Es könnte nun der oberflächlichen Betrachtung scheinen, dass hier nur dasselbe wie von Schopenhauer gesagt ist, der auch Raum und Zeit als das principium individuationis in Anspruch nimmt; jedoch waltet zwischen seiner und meiner Auffassung die Grundverschiedenheit ob, dass bei Schopenhauer Raum und Zeit nur Formen der subjectiven Gehirnanschauung sind, mit denen die (erkenntnisstheoretisch) transcendente Realität gar nichts zu schaffen hat, dass für ihn also die ganze Individuation ein bloss subjectiver Schein ist, dem ausserhalb des Hirnbewusstseins keine Wirklichkeit entspricht.[258]

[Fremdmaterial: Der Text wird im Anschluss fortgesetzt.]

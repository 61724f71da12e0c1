//! Convenience interfaces for common decoding patterns.
//!
//! The functions in this module drive the [`crate::sans`] framer over byte
//! slices, readers and asynchronous readers, publishing lines to a
//! [`StreamProcessor`](crate::sans::framer::StreamProcessor).
//!
//! To collect whole messages, publish to a [`MessageAssembler`], or call one
//! of the `decode_messages` functions.

pub mod message;
#[cfg(feature = "std")]
pub mod reader;
pub mod slice;
#[cfg(feature = "tokio")]
pub mod stream;

pub use message::{Message, MessageAssembler};
#[cfg(feature = "std")]
pub use reader::decode as decode_reader;
pub use slice::decode as decode_slice;
#[cfg(feature = "tokio")]
pub use stream::decode as decode_stream;
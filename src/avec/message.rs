//! Grouping segments into messages.

use alloc::{string::String, sync::Arc, vec::Vec};
use core::mem;

use thiserror::Error;
use tracing::debug;

use crate::sans::{
    SEGMENT_TERMINATOR,
    element::{Element, Segment},
    encoding::{DecodeError, Encoding, EncodingError},
    framer::StreamProcessor,
    segment::{Label, SegmentError, header_encoding},
};

/// Errors occurring while assembling or reading messages.
#[derive(Debug, Error)]
pub enum Error {
    /// A line could not be parsed as a segment.
    #[error("Line {line_number}: {source}")]
    Segment {
        line_number: usize,
        source: SegmentError,
    },
    /// A value held an invalid escape sequence.
    #[error("Invalid escape sequence: {0}")]
    Decode(#[from] DecodeError),
    /// A delimiter definition was invalid.
    #[error("Invalid encoding: {0}")]
    Encoding(#[from] EncodingError),
}

/// A run of segments sharing one encoding.
#[derive(Debug, Clone, PartialEq, Eq)]
pub struct Message {
    encoding: Arc<Encoding>,
    segments: Vec<Segment>,
}

impl Message {
    /// Group segments under an encoding, renumbering them in order.
    pub fn new(encoding: Arc<Encoding>, mut segments: Vec<Segment>) -> Self {
        for (i, segment) in segments.iter_mut().enumerate() {
            segment.index = i;
        }

        Self { encoding, segments }
    }

    /// The encoding declared by the message's header.
    pub fn encoding(&self) -> &Arc<Encoding> {
        &self.encoding
    }

    /// The segments of the message, in stream order.
    pub fn segments(&self) -> &[Segment] {
        &self.segments
    }

    /// The first segment with a label.
    pub fn segment(&self, label: &str) -> Option<&Segment> {
        self.segments.iter().find(|s| s.label() == label)
    }

    /// Every segment with a label, in order.
    pub fn segments_labeled<'a>(&'a self, label: &'a str) -> impl Iterator<Item = &'a Segment> {
        self.segments.iter().filter(move |s| s.label() == label)
    }

    /// Reconstruct the raw text of the message, one segment per line.
    pub fn inner_text(&self) -> String {
        let mut text = String::new();

        for (i, segment) in self.segments.iter().enumerate() {
            if i != 0 {
                text.push(SEGMENT_TERMINATOR as char);
            }

            if let Some(t) = segment.inner_text() {
                text.push_str(&t);
            }
        }

        text
    }
}

/// Collect messages from a stream of segment lines.
///
/// A header segment closes the message before it and declares the encoding
/// of the message it opens. The final message is closed when the stream
/// completes.
#[derive(Debug)]
pub struct MessageAssembler {
    encoding: Arc<Encoding>,
    segments: Vec<Segment>,
    messages: Vec<Message>,
}

impl MessageAssembler {
    /// Assemble messages, assuming the standard encoding until a header
    /// segment declares otherwise.
    pub fn new() -> Self {
        Self::with_encoding(Encoding::standard())
    }

    /// Assemble messages, assuming an encoding until a header segment
    /// declares otherwise.
    pub fn with_encoding(encoding: Arc<Encoding>) -> Self {
        Self {
            encoding,
            segments: Vec::new(),
            messages: Vec::new(),
        }
    }

    /// The encoding applied to the next segment.
    pub fn encoding(&self) -> &Arc<Encoding> {
        &self.encoding
    }

    /// Messages completed so far.
    pub fn messages(&self) -> &[Message] {
        &self.messages
    }

    /// Take the completed messages.
    pub fn into_messages(self) -> Vec<Message> {
        self.messages
    }

    fn flush(&mut self) {
        if self.segments.is_empty() {
            return;
        }

        let segments = mem::take(&mut self.segments);
        debug!(segments = segments.len(), "message complete");

        let message = Message::new(Arc::clone(&self.encoding), segments);
        self.messages.push(message);
    }
}

impl Default for MessageAssembler {
    fn default() -> Self {
        Self::new()
    }
}

impl StreamProcessor for MessageAssembler {
    type Error = Error;

    fn on_next(&mut self, line: &[u8], line_number: usize) -> Result<(), Error> {
        let wrap = |source| Error::Segment {
            line_number,
            source,
        };

        if Label::from_line(line).map_err(wrap)?.is_header() {
            self.flush();
            self.encoding = header_encoding(line).map_err(wrap)?;

            debug!(
                line_number,
                delimiters = self.encoding.delimiters(),
                "header declares encoding"
            );
        }

        let segment = Segment::parse(line, &self.encoding).map_err(wrap)?;
        self.segments.push(segment);

        Ok(())
    }

    fn on_complete(&mut self) {
        self.flush();
    }
}
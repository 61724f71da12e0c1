//! Asynchronous reader-based decoder implementation.
//!
//! _Requires Cargo feature `tokio`._

use std::vec::Vec;

use tokio::io::{AsyncRead, AsyncReadExt};
use tracing::trace;

use crate::sans::framer::{Framer, Options, StreamProcessor};

use super::{
    message::{self, Message, MessageAssembler},
    reader::{CHUNK_SIZE, Error},
};

extern crate std;

/// Decode lines from an asynchronous reader, publishing to a processor.
///
/// Awaiting the next chunk is the only suspension point. Dropping the
/// returned future between chunks discards at most one partial line.
///
/// This method is also re-exported as `hl7_pipe::avec::decode_stream`.
///
/// _Requires Cargo feature `tokio`._
pub async fn decode<P: StreamProcessor>(
    r: &mut (impl AsyncRead + Unpin),
    options: Options,
    p: &mut P,
) -> Result<(), Error<P::Error>> {
    let mut framer = Framer::new(options);
    let mut buf = [0; CHUNK_SIZE];

    loop {
        let n = r.read(&mut buf).await?;

        if n == 0 {
            break;
        }

        trace!(n, "read chunk");
        framer.feed(&buf[..n], p).map_err(Error::Processor)?;
    }

    framer.finish(p).map_err(Error::Processor)
}

/// Decode every message from an asynchronous reader, with the default
/// framing policy.
///
/// _Requires Cargo feature `tokio`._
pub async fn decode_messages(
    r: &mut (impl AsyncRead + Unpin),
) -> Result<Vec<Message>, Error<message::Error>> {
    let mut assembler = MessageAssembler::new();
    decode(r, Options::default(), &mut assembler).await?;
    Ok(assembler.into_messages())
}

Nach meiner Auffassung dagegen sind Raum und Zeit ebensowohl Formen der äusseren Wirklichkeit als der subjectiven Hirnanschauung, freilich nicht Formen des (metaphysisch-) transcendenten Wesens, sondern nur seiner Thätigkeit, so dass die Individuation nicht bloss eine Scheinrealität für das Bewusstsein, sondern eine Realität, abgesehen von allem Bewusstsein, hat, ohne doch darum Vielheit der Substanz zu bedingen.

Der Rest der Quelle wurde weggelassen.